Manufacturing surveys across the developed world have plunged in recent months and soaring commodity prices have kept pressure on input costs, but that has failed to bring down manufacturing-intensive industrial sector stocks. Resilience reflects record backlogs, attractive value, and a robust multi-year earnings outlook. In the face of high commodity costs, industrial companies have maintained profit margins with solid productivity growth and higher selling prices. Thus, industrial securities should sustain their attractiveness, even in an environment of slower overall output growth. In addition, the bull trend in the construction and farm machinery group remains intact; it should continue to demonstrate strong earnings leverage to rising food prices. As food demand grows, order books will stay healthy. Meanwhile, the bonus depreciation provisions for farmers recently announced in the U.S. stimulus plan should boost new agricultural equipment orders. Additionally, global demand for agricultural machinery will continue to offset weak US housing-related construction machinery demand. Aerospace & defense is the main exception to this positive view on the overall industrial sector. But why is this bullish stance on industrials so important? Because it signals that we probably will not enter a recession, and thus that the underlying value of high yield corporate bonds held by closed-end funds (CEFs) should be relatively secure.

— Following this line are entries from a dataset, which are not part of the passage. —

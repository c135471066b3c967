//! Studio Client
//!
//! Thin wrapper around the Campaign Studio for TUI integration.
//! This client embeds the studio directly (no network) and provides
//! a convenient interface for driving it and receiving messages.
//!
//! # Architecture
//!
//! The TUI is a "thin client" - it contains no generation logic.
//! All campaign work happens in the studio. The TUI's job is:
//! 1. Convert key presses to studio calls (`submit`, `request_variations`)
//! 2. Pump `poll_completions` every frame so finished work lands
//! 3. Receive `StudioMessage`s and update display state
//! 4. Render from the studio's read accessors

use tokio::sync::mpsc;

use studio_core::{
    CampaignError, CampaignStudio, CampaignSuggestion, GeminiBackend, StudioConfig, StudioMessage,
    StudioState,
};

/// Client for driving the embedded Campaign Studio
pub struct StudioClient {
    /// The embedded studio instance
    studio: CampaignStudio<GeminiBackend>,
    /// Receiver for messages from the studio
    rx: mpsc::Receiver<StudioMessage>,
}

impl StudioClient {
    /// Create a client with configuration resolved from the config file and
    /// environment.
    pub fn new() -> anyhow::Result<Self> {
        let config = StudioConfig::load()?;
        Ok(Self::with_config(config))
    }

    /// Create a client from an already resolved configuration.
    #[must_use]
    pub fn with_config(config: StudioConfig) -> Self {
        // Channel for studio -> TUI messages
        let (tx, rx) = mpsc::channel(100);

        let backend = GeminiBackend::new(&config);
        let studio = CampaignStudio::new(backend, config, tx);

        Self { studio, rx }
    }

    /// Announce the studio to the surface (sends the initial state).
    pub async fn start(&mut self) {
        self.studio.start().await;
    }

    /// Submit a URL for campaign generation
    pub async fn submit(&mut self, url: &str) {
        self.studio.submit(url).await;
    }

    /// Request variations for one creative; returns whether a request was
    /// spawned
    pub async fn request_variations(&mut self, index: usize) -> bool {
        self.studio.request_variations(index).await
    }

    /// Discard the current campaign or error and return to idle
    pub async fn reset(&mut self) {
        self.studio.reset().await;
    }

    /// Apply finished generation work (must be called regularly)
    pub async fn poll_completions(&mut self) -> bool {
        self.studio.poll_completions().await
    }

    /// Step the rotating loading status line
    pub fn advance_loading_phase(&mut self) {
        self.studio.advance_loading_phase();
    }

    /// Try to receive a message from the studio (non-blocking)
    pub fn try_recv(&mut self) -> Option<StudioMessage> {
        self.rx.try_recv().ok()
    }

    /// Receive all pending messages from the studio (non-blocking)
    pub fn recv_all(&mut self) -> Vec<StudioMessage> {
        let mut messages = Vec::new();
        while let Ok(msg) = self.rx.try_recv() {
            messages.push(msg);
        }
        messages
    }

    /// Get the current studio state
    pub fn state(&self) -> StudioState {
        self.studio.state()
    }

    /// The latest generated campaign, if any
    pub fn campaign(&self) -> Option<&CampaignSuggestion> {
        self.studio.campaign()
    }

    /// The latest submission error, if any
    pub fn error(&self) -> Option<&CampaignError> {
        self.studio.error()
    }

    /// The creative index with a variation request in flight
    pub fn iterating_index(&self) -> Option<usize> {
        self.studio.iterating_index()
    }

    /// The current loading status line, present only while loading
    pub fn loading_message(&self) -> Option<&'static str> {
        self.studio.loading_message()
    }

    /// The configured model name, for the status bar
    pub fn model(&self) -> &str {
        &self.studio.config().model
    }
}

Residential real estate remains under pressure. Lower borrowing rates and deep discounting have been the main drivers of recent sales, but the still large inventory overhang in housing suggests that deflationary forces will linger, sustaining downward pressure on homebuilding margins, especially in view of the lack of relief in the high cost of building materials. Additionally, bank lending attitudes are still not conducive to a major rebound in mortgage activity. Moreover, a prolonged period of underinvestment in new residential developments usually follows an overcapacity-induced bust. Thus new home building activity will remain low. Bottom line: The relative performance bear market is not over for real estate.